Authors: Joan Hall Hovey
Sorrel’s hawk-eyes bored into his. “Where you been living, Gardner? In a cave?” Peter had to walk fast to keep up with him. “Take a look around you. Look at the Menendez brothersblew their parents away without so much as a by-the-by, then lied through their teeth in court. And think about those two kids who tortured a two-year-old, then laid his broken body on some railroads tracks. Or the jerk that takes a gun to school and starts popping his classmates into oblivion. Kids ain’t what they used to be, for chrissakes. They’re a new breed…”
Peter followed him into his office. “I know you see a good deal of the underbelly of humanity in your job, Captain. But there really are good kids out there. Why don’t you come out to the school sometimes? Maybe give a talk on law enforcement as a career. Meet some of those good kids. You might be pleasantly surprised.”
Sorrel growled around the Tums he’d just popped into his mouth. “Is that really why you’re here, Gardner? To ask me to give a talk at your school?” He smiled an alligator smile. “No, I didn’t think so. I heard about the little fiasco in the restaurant. I don’t blame Bob Myers one damn bit for having it in for your friend, Prichard. It’s a natural thing for a man to want to avenge the murder of his little girl. Let it be on your own shoulders, Peter, if anything happens to the kid.”

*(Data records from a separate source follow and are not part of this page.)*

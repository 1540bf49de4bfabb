//! Metrics collection and exposition.
//!
//! # Metrics
//! - `gateway_requests_total` (counter): requests by method, status
//! - `gateway_request_duration_seconds` (histogram): latency distribution
//! - `gateway_cors_rejections_total` (counter): blocked origins
//! - `gateway_db_connected` (gauge): 1=connected, 0=otherwise
//!
//! Recording is a no-op until an exporter is installed.

use std::net::SocketAddr;
use std::time::Instant;

use metrics_exporter_prometheus::PrometheusBuilder;

use crate::db::ConnectionState;

/// Start the Prometheus scrape endpoint on `addr`.
pub fn init_metrics(addr: SocketAddr) {
    match PrometheusBuilder::new().with_http_listener(addr).install() {
        Ok(()) => tracing::info!(address = %addr, "Metrics exporter listening"),
        Err(e) => tracing::error!(address = %addr, error = %e, "Failed to install metrics exporter"),
    }
}

pub fn record_request(method: &str, status: u16, started: Instant) {
    let method = method.to_string();
    let status = status.to_string();
    metrics::counter!("gateway_requests_total", "method" => method.clone(), "status" => status.clone())
        .increment(1);
    metrics::histogram!("gateway_request_duration_seconds", "method" => method, "status" => status)
        .record(started.elapsed().as_secs_f64());
}

pub fn record_cors_rejection() {
    metrics::counter!("gateway_cors_rejections_total").increment(1);
}

pub fn record_db_state(state: ConnectionState) {
    let connected = if state == ConnectionState::Connected { 1.0 } else { 0.0 };
    metrics::gauge!("gateway_db_connected").set(connected);
}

“There’s a killer out there somewhere, Captain, but it’s not Tommy Prichard. He’s as entitled to protection under the law as anyone else. Unless I’m mistaken, a person is still presumed innocent in this country until proven guilty.”
“You sound like your lawyer friend, Goldman.” He sat down behind his cluttered desk. “They tell me you used to be a pretty damn good amateur cop, Gardner. So how do you explain Officer Willis seeing Prichard coming out of her room that night? Prichard fled the scene. He hid out. Now, I know you’re the teacher, but when I went to school, two and two made four.”

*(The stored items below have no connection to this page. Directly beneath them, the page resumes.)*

//! MongoDB connection owner.
//!
//! # Responsibilities
//! - Establish the single long-lived client, failing fast on timeout
//! - Publish connection state through a watch channel
//! - Record connection metadata for observability
//! - Close the client gracefully on shutdown

use std::sync::{Arc, OnceLock};

use mongodb::bson::doc;
use mongodb::options::{Acknowledgment, ClientOptions, ServerAddress, WriteConcern};
use mongodb::Client;
use thiserror::Error;
use tokio::sync::{watch, Mutex};
use tokio::time::timeout;

use crate::config::DatabaseConfig;
use crate::db::events;
use crate::db::state::{ConnectionInfo, ConnectionState};
use crate::observability::metrics;

/// Database used when the connection string names none.
pub const DEFAULT_DATABASE: &str = "test";

/// Port used when a host entry has none.
pub const DEFAULT_PORT: u16 = 27017;

/// Errors raised by the connector.
#[derive(Debug, Error)]
pub enum DbError {
    /// No connection string was configured.
    #[error("MONGO_URI is not defined in the environment")]
    MissingUri,

    /// The driver rejected the URI or the server could not be reached.
    #[error("database driver error: {0}")]
    Driver(#[from] mongodb::error::Error),

    /// The initial connection did not complete in time.
    #[error("database connection not established within {0} ms")]
    ConnectTimeout(u64),

    /// The client is not connected.
    #[error("database is not connected")]
    NotConnected,

    /// Graceful close did not complete in time.
    #[error("database close did not complete within {0} seconds")]
    CloseTimeout(u64),
}

pub type DbResult<T> = Result<T, DbError>;

/// Owns the database client and its observable state.
pub struct DatabaseConnector {
    config: DatabaseConfig,
    development: bool,
    state: Arc<watch::Sender<ConnectionState>>,
    client: Mutex<Option<Client>>,
    info: OnceLock<ConnectionInfo>,
}

impl DatabaseConnector {
    /// Create a connector. No I/O happens until `connect`.
    pub fn new(config: DatabaseConfig, development: bool) -> Self {
        let (tx, _) = watch::channel(ConnectionState::Disconnected);
        Self {
            config,
            development,
            state: Arc::new(tx),
            client: Mutex::new(None),
            info: OnceLock::new(),
        }
    }

    /// Current connection state.
    pub fn current_state(&self) -> ConnectionState {
        *self.state.borrow()
    }

    /// Receiver notified on every state change.
    pub fn subscribe(&self) -> watch::Receiver<ConnectionState> {
        self.state.subscribe()
    }

    /// Metadata of the established connection, if any.
    pub fn info(&self) -> Option<&ConnectionInfo> {
        self.info.get()
    }

    /// Shared client handle for route handlers.
    pub async fn client(&self) -> DbResult<Client> {
        self.client.lock().await.clone().ok_or(DbError::NotConnected)
    }

    /// Establish the connection. There is no retry; the caller decides
    /// whether a failure is fatal.
    pub async fn connect(&self) -> DbResult<ConnectionInfo> {
        if self.config.uri.trim().is_empty() {
            self.set_state(ConnectionState::Error);
            return Err(DbError::MissingUri);
        }

        self.set_state(ConnectionState::Connecting);
        let limit = self.config.server_selection_timeout();

        let result = match timeout(limit, self.establish()).await {
            Ok(result) => result,
            Err(_) => Err(DbError::ConnectTimeout(self.config.server_selection_timeout_ms)),
        };

        match result {
            Ok((client, info)) => {
                *self.client.lock().await = Some(client);
                let _ = self.info.set(info.clone());
                self.set_state(ConnectionState::Connected);
                tracing::info!(
                    database = %info.database,
                    host = %info.host,
                    port = info.port,
                    "Database connected"
                );
                Ok(info)
            }
            Err(e) => {
                self.set_state(ConnectionState::Error);
                tracing::error!(error = %e, "Database connection failed");
                if self.development {
                    tracing::error!(details = ?e, "Database connection failure details");
                }
                Err(e)
            }
        }
    }

    async fn establish(&self) -> DbResult<(Client, ConnectionInfo)> {
        let mut options = ClientOptions::parse(&self.config.uri).await?;
        options.server_selection_timeout = Some(self.config.server_selection_timeout());
        options.retry_writes = Some(true);
        options.write_concern = Some(WriteConcern::builder().w(Acknowledgment::Majority).build());
        options.app_name = Some(self.config.app_name.clone());
        options.sdam_event_handler = Some(events::handler(Arc::clone(&self.state)));

        let info = connection_info(&options);
        let client = Client::with_options(options)?;

        // Forces server selection, so an unreachable server fails here.
        client
            .database(&info.database)
            .run_command(doc! { "ping": 1 })
            .await?;

        Ok((client, info))
    }

    /// Close the client. Closing a connector that never connected is a no-op.
    pub async fn close(&self) -> DbResult<()> {
        let Some(client) = self.client.lock().await.take() else {
            tracing::debug!("Database close requested with no open client");
            self.set_state(ConnectionState::Disconnected);
            return Ok(());
        };

        timeout(self.config.close_timeout(), client.shutdown())
            .await
            .map_err(|_| DbError::CloseTimeout(self.config.close_timeout_secs))?;

        self.set_state(ConnectionState::Disconnected);
        tracing::info!("Database connection closed on application shutdown");
        Ok(())
    }

    fn set_state(&self, next: ConnectionState) {
        if self.state.send_replace(next) != next {
            metrics::record_db_state(next);
        }
    }
}

/// Database name and first host of a parsed connection string.
pub fn connection_info(options: &ClientOptions) -> ConnectionInfo {
    let (host, port) = options
        .hosts
        .first()
        .map(|addr| match addr {
            ServerAddress::Tcp { host, port } => (host.clone(), port.unwrap_or(DEFAULT_PORT)),
            other => (other.to_string(), DEFAULT_PORT),
        })
        .unwrap_or_else(|| ("localhost".to_string(), DEFAULT_PORT));

    ConnectionInfo {
        database: options
            .default_database
            .clone()
            .unwrap_or_else(|| DEFAULT_DATABASE.to_string()),
        host,
        port,
    }
}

“Circumstantial. Willis was threatening to shoot at him, for God’s sake.”
A light knock at the door, and Detective Chuck Mason, a stocky, broad-featured man with pale eyes that gave away little, swaggered into the office. Giving Peter a nod of recognition, he then dropped a report on the captain’s desk.
Sorrel picked it up, scanned it.
“Domestic,” Mason said, snapping his gum, sending a whiff of spearmint in Peter’s direction. “She’s in the hospital. Broken jaw, internal bleeding from her old man’s boots. She just keeps coming back for more. One of these days they’ll pick her up in a body bag.”

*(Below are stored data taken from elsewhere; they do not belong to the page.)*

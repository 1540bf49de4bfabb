//! HTTP server setup and configuration.
//!
//! # Responsibilities
//! - Create the axum Router: health check, mounted route groups, static
//!   assets and the 404 fallback
//! - Wrap it in the ordered request pipeline
//! - Bind server to listener and stop on the shutdown broadcast

use std::net::SocketAddr;
use std::sync::Arc;

use axum::handler::HandlerWithoutStateExt;
use axum::routing::get;
use axum::Router;
use tokio::net::TcpListener;
use tokio::sync::broadcast;
use tower_http::services::ServeDir;

use crate::config::GatewayConfig;
use crate::db::DatabaseConnector;
use crate::health::health_check;
use crate::http::pipeline::{self, PipelineContext, LAYER_STAGES};
use crate::http::response;
use crate::routing::ApiRoutes;

/// Application state injected into handlers.
#[derive(Clone)]
pub struct AppState {
    pub config: Arc<GatewayConfig>,
    pub database: Arc<DatabaseConnector>,
}

/// HTTP server for the gateway.
pub struct GatewayServer {
    router: Router,
    config: Arc<GatewayConfig>,
}

impl GatewayServer {
    /// Create a new HTTP server with the given configuration.
    pub fn new(
        config: Arc<GatewayConfig>,
        database: Arc<DatabaseConnector>,
        routes: ApiRoutes,
    ) -> Self {
        let state = AppState {
            config: Arc::clone(&config),
            database,
        };
        let router = Self::build_router(&config, state, routes);
        Self { router, config }
    }

    /// Build the axum router with all middleware layers.
    fn build_router(config: &GatewayConfig, state: AppState, routes: ApiRoutes) -> Router {
        let static_files = ServeDir::new(&config.static_files.root)
            .call_fallback_on_method_not_allowed(true)
            .fallback(response::not_found.into_service());

        let app = Router::new()
            .route("/health", get(health_check))
            .merge(routes.into_router())
            .fallback_service(static_files)
            .method_not_allowed_fallback(response::not_found)
            .with_state(state);

        pipeline::assemble(app, &LAYER_STAGES, &PipelineContext::from_config(config))
    }

    /// The fully layered router, for in-process use.
    pub fn router(&self) -> Router {
        self.router.clone()
    }

    /// Run the server, accepting connections on the given listener until the
    /// shutdown broadcast fires.
    pub async fn run(
        self,
        listener: TcpListener,
        mut shutdown: broadcast::Receiver<()>,
    ) -> Result<(), std::io::Error> {
        let addr = listener.local_addr()?;
        tracing::info!(
            address = %addr,
            environment = %self.config.environment,
            allowed_origins = ?self.config.cors.allowed_origins,
            "HTTP server starting"
        );

        let app = self.router.into_make_service_with_connect_info::<SocketAddr>();

        axum::serve(listener, app)
            .with_graceful_shutdown(async move {
                let _ = shutdown.recv().await;
                tracing::info!("HTTP server received shutdown signal");
            })
            .await?;

        tracing::info!("HTTP server stopped");
        Ok(())
    }

    /// Get a reference to the config.
    pub fn config(&self) -> &GatewayConfig {
        &self.config
    }
}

Sorrel tapped the paper with his forefinger. “See, Gardner. Anytime you got a woman dead of other than natural causes, ninety-nine times out of a hundred it’s the boyfriend or hubby who did it.”
Peter didn’t bother to ask about the other one-percent. Cutting his visit with Sorrel short by mutual unspoken consent, he drove around aimlessly for awhile, ended up in the parking lot of St. Clair Hospital. It was quarter to seven. Already the sky had turned a dusky purple, a smattering of stars visible. He needed to talk to the nurse who was on duty that night.
He was in luck. Nurse Janet Lewis was just about to start her shift. He knew he had no official right to be here, to be asking questions of anyone, but dammit, someone had to.
“I’ve already told the police everything I know,” she said, a trace of defensiveness, even weariness, in her voice. “I didn’t get your name, Officer…”
“I’m not a policeman, Miss Lewis. My name is Peter Gardner. I’m a teacher. Heather was my student.”
“Oh. I’m so sorry.” Her brown eyes were sympathetic. He also thought he saw guilt there.
“Yes, so am I. But it’s not your fault.”
“I’m not sure that’s true, but thank you for saying it. I feel so awful about what happened to her.”
“Miss Lewis. Janet. I wondered if, in the wake of all of this aftermath, there might have been something you missed. Or that the police missed. If you don’t mind.” He glanced at his watch. “Fifteen minutes before you go on duty, right?”
The TV room was empty, so they went in there. She sat on the edge of the sofa, while he took the yellow, cracked leather chair facing her. He waited.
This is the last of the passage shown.